Currently, there are six notable trends in buying and selling in the stock market. U.S. stocks are being purchased by corporations and individuals; however, foreigners, hedge funds, institutions and insiders are net sellers.
According to data from FactSet, S&P 500 companies bought back about $160 billion in stock in the first quarter of 2014, and are on pace for an amount this quarter that is close to the all-time high of $172 billion set in the third quarter of 2007. Corporations have been decreasing the amount of shares in the market for 10 straight quarters. Over the past year, this has amounted to about 3% of shares outstanding in the S&P 500.Why does this matter? Individual investors tend to pile into the market near the top so that they buy high and sell low.
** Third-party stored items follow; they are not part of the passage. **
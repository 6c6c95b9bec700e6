// SPDX-License-Identifier: Apache-2.0
// Copyright Open Network Fabric Authors

use std::fmt::Display;

/// Identifies an interface in the engine. Zero is never assigned to a real interface.
#[derive(Debug, Clone, Copy, PartialEq, Eq, Hash, PartialOrd, Ord)]
pub struct InterfaceHandle(u32);

impl InterfaceHandle {
    #[must_use]
    pub const fn new(index: u32) -> Self {
        Self(index)
    }
    #[must_use]
    pub const fn index(self) -> u32 {
        self.0
    }
    #[must_use]
    pub const fn is_valid(self) -> bool {
        self.0 != 0
    }
}

impl From<u32> for InterfaceHandle {
    fn from(index: u32) -> Self {
        Self(index)
    }
}

impl Display for InterfaceHandle {
    fn fmt(&self, f: &mut std::fmt::Formatter<'_>) -> std::fmt::Result {
        write!(f, "{}", self.0)
    }
}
Individuals are a small part of the market, so they function mainly as an indicator that the end is near.
Corporate buying is a much larger segment, large enough to overwhelm institutional selling and cause the market to rise. Corporations are borrowing to purchase their own stocks and pump up returns. This deflates the price/earnings ratio by inflating the earnings per share. So while I'm not a big fan of PE ratios as a guide to investing, corporate buy-backs make the ratio even less worthwhile.
But the main problem with corporate buy-backs is that the corporations are borrowing to buy. That pumps up the price of the stocks, makes management look better and in some cases triggers options and bonuses for them.
Kleintop expects institutional selling to continue. So what happens when profits go south and corporations have trouble making the payments on the loans? It will take out the largest group of buyers in the market this year. Most will have to sell the stocks they bought for a loss. That will accelerate any decline in the stock market that follows a bad earnings reporting season.